Contreras v. Dowling (2016) 4 Cal.App.5th 774.  This is a SLAPP case.  The tenant sued her landlords, their son and their former attorneys for alleged harassment and other claims arising out of allegedly illegal entries into the tenant's apartment.  She then amended her pleadings to add the landlord's new attorney also as a defendant alleging that he had aided and abetted those wrongful entries.  The attorney filed a SLAPP motion.  The Court of Appeal held that the action against the current landlord's attorney did arise out of protected activity because the only actions the attorney was alleged to have taken were communicative acts by an attorney representing a client in pending or threatened litigation.  Those acts consisted of giving advice to the client and writing a letter to opposing counsel.  Acts of this nature are protected by CCP § 425.16.  The allegations of aiding and abetting or conspiracy did not change the essential basis for the allegations against the landlord's attorney.  The tenant also did not demonstrate a probability of prevailing on the merits because the attorney's communicative acts were also within the scope of the litigation privilege, Civil Code § 47(b).

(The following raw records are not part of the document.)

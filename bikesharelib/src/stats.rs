//! Statistics computed over a [`TripTable`].
//!
//! Every computation here is read-only and deterministic: a mode breaks ties
//! by picking the smallest value, and value counts break ties by ascending
//! value. None of these types print anything; rendering lives in the CLI.

use std::collections::BTreeMap;

use serde::Serialize;

use crate::calendar;
use crate::schema;
use crate::table::TripTable;

/// Most frequent value, or `None` for empty input.
///
/// Ties go to the smallest value.
pub fn mode<T, I>(values: I) -> Option<T>
where
    T: Ord,
    I: IntoIterator<Item = T>,
{
    let mut counts: BTreeMap<T, u64> = BTreeMap::new();
    for value in values {
        *counts.entry(value).or_insert(0) += 1;
    }

    let mut best: Option<(T, u64)> = None;
    for (value, count) in counts {
        // Ascending iteration plus strict comparison keeps the smallest on ties.
        if best.as_ref().is_none_or(|(_, c)| count > *c) {
            best = Some((value, count));
        }
    }
    best.map(|(value, _)| value)
}

/// A distinct value and how often it occurs.
#[derive(Debug, Clone, PartialEq, Eq, Serialize)]
pub struct ValueCount {
    pub value: String,
    pub count: u64,
}

/// Count distinct non-blank values, most frequent first.
pub fn value_counts<'a, I>(values: I) -> Vec<ValueCount>
where
    I: IntoIterator<Item = &'a str>,
{
    let mut counts: BTreeMap<&str, u64> = BTreeMap::new();
    for value in values.into_iter().filter(|v| !v.trim().is_empty()) {
        *counts.entry(value).or_insert(0) += 1;
    }

    let mut out: Vec<ValueCount> = counts
        .into_iter()
        .map(|(value, count)| ValueCount {
            value: value.to_string(),
            count,
        })
        .collect();
    // Stable sort keeps ascending value order within equal counts.
    out.sort_by(|a, b| b.count.cmp(&a.count));
    out
}

/// Most frequent times of travel.
#[derive(Debug, Clone, Default, PartialEq, Eq, Serialize)]
pub struct TimeStats {
    /// Modal month number (1-12)
    pub month: Option<u32>,
    /// Modal weekday index (Monday = 0)
    pub day_of_week: Option<u32>,
    /// Modal hour of day
    pub hour: Option<u32>,
}

impl TimeStats {
    pub fn compute(table: &TripTable) -> Self {
        let records = table.records();
        Self {
            month: mode(records.iter().map(|r| r.month)),
            day_of_week: mode(records.iter().map(|r| r.day_of_week)),
            hour: mode(records.iter().map(|r| r.hour)),
        }
    }

    /// Lowercase name of the modal month.
    pub fn month_name(&self) -> Option<&'static str> {
        self.month.and_then(calendar::month_name)
    }

    /// Lowercase name of the modal weekday.
    pub fn day_name(&self) -> Option<&'static str> {
        self.day_of_week.and_then(calendar::day_name)
    }
}

/// Most popular stations and trip.
#[derive(Debug, Clone, Default, PartialEq, Eq, Serialize)]
pub struct StationStats {
    pub start_station: Option<String>,
    pub end_station: Option<String>,
    /// Modal `"<start> -> <end>"` label
    pub trip: Option<String>,
}

impl StationStats {
    pub fn compute(table: &TripTable) -> Self {
        let records = table.records();
        Self {
            start_station: mode(records.iter().map(|r| r.start_station.as_str()))
                .map(str::to_string),
            end_station: mode(records.iter().map(|r| r.end_station.as_str())).map(str::to_string),
            trip: mode(records.iter().map(|r| r.trip_label())),
        }
    }
}

/// Total and average trip duration.
#[derive(Debug, Clone, Default, PartialEq, Serialize)]
pub struct DurationStats {
    pub trip_count: usize,
    /// Sum of all trip durations, in seconds
    pub total_seconds: f64,
    /// `total_seconds / trip_count`, absent for an empty table
    pub mean_seconds: Option<f64>,
}

impl DurationStats {
    pub fn compute(table: &TripTable) -> Self {
        let trip_count = table.len();
        let total_seconds: f64 = table.records().iter().map(|r| r.trip_duration).sum();
        let mean_seconds = (trip_count > 0).then(|| total_seconds / trip_count as f64);
        Self {
            trip_count,
            total_seconds,
            mean_seconds,
        }
    }
}

/// A demographic summary whose source column may be absent.
#[derive(Debug, Clone, PartialEq, Eq, Serialize)]
#[serde(tag = "status", content = "data", rename_all = "snake_case")]
pub enum Column<T> {
    /// The city's file has no such column
    Missing,
    Present(T),
}

impl<T> Column<T> {
    pub fn is_missing(&self) -> bool {
        matches!(self, Column::Missing)
    }

    pub fn as_present(&self) -> Option<&T> {
        match self {
            Column::Missing => None,
            Column::Present(v) => Some(v),
        }
    }
}

/// Earliest, latest and most common birth year.
#[derive(Debug, Clone, Copy, PartialEq, Eq, Serialize)]
pub struct BirthYearStats {
    pub earliest: i32,
    pub latest: i32,
    pub most_common: i32,
}

/// Bikeshare user demographics.
#[derive(Debug, Clone, PartialEq, Eq, Serialize)]
pub struct UserStats {
    pub user_types: Column<Vec<ValueCount>>,
    pub genders: Column<Vec<ValueCount>>,
    /// `Present(None)` when the column exists but no row has a value
    pub birth_years: Column<Option<BirthYearStats>>,
}

impl UserStats {
    pub fn compute(table: &TripTable) -> Self {
        let records = table.records();

        let user_types = if table.has_column(schema::USER_TYPE) {
            Column::Present(value_counts(
                records.iter().filter_map(|r| r.user_type.as_deref()),
            ))
        } else {
            Column::Missing
        };

        let genders = if table.has_column(schema::GENDER) {
            Column::Present(value_counts(
                records.iter().filter_map(|r| r.gender.as_deref()),
            ))
        } else {
            Column::Missing
        };

        let birth_years = if table.has_column(schema::BIRTH_YEAR) {
            let years: Vec<i32> = records
                .iter()
                .filter_map(|r| r.birth_year)
                .map(|y| y.round() as i32)
                .collect();
            Column::Present(birth_year_stats(&years))
        } else {
            Column::Missing
        };

        Self {
            user_types,
            genders,
            birth_years,
        }
    }
}

fn birth_year_stats(years: &[i32]) -> Option<BirthYearStats> {
    Some(BirthYearStats {
        earliest: *years.iter().min()?,
        latest: *years.iter().max()?,
        most_common: mode(years.iter().copied())?,
    })
}

/// All four statistic groups for one filtered table.
#[derive(Debug, Clone, PartialEq, Serialize)]
pub struct Report {
    pub trip_count: usize,
    pub time: TimeStats,
    pub stations: StationStats,
    pub duration: DurationStats,
    pub users: UserStats,
}

impl Report {
    pub fn compute(table: &TripTable) -> Self {
        Self {
            trip_count: table.len(),
            time: TimeStats::compute(table),
            stations: StationStats::compute(table),
            duration: DurationStats::compute(table),
            users: UserStats::compute(table),
        }
    }
}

Armin v. Riverside Community Hospital (2016) 5 Cal.App.5th 810.  This is another SLAPP action.  The plaintiff in this case, a doctor, brought a whistleblower action against a hospital and four other individual doctor defendants.  The hospital filed a SLAPP motion as to the whistleblower cause of action on the basis that the plaintiff had not exhausted administrative remedies through the peer review process. 

The Court of Appeal held that a physician need not complete the internal peer review process before bringing a whistleblower action under Health and Safety Code § 1278.5.  The Court also held that the physician could not name other individual physician defendants in such a cause of action.  The four individual doctor defendants were therefore properly dismissed.  Plaintiff however made the necessary showing of retaliation on a prima facie basis when he demonstrated that he had complained to the hospital's Chief Operating Officer in December of 2011 about his colleague's approach to patients, and the following month one of those colleagues initiated a peer review proceeding against the plaintiff.  That triggered the statutory presumption of retaliation set forth in Health and Safety Code § 1278.5(d)(1).  Plaintiff had voiced complaints as well concerning religious discrimination prior to the peer review proceedings commencement and those religious discrimination claims were not based on activity which would be protected under the SLAPP statute, and the hospital's SLAPP motion was properly denied.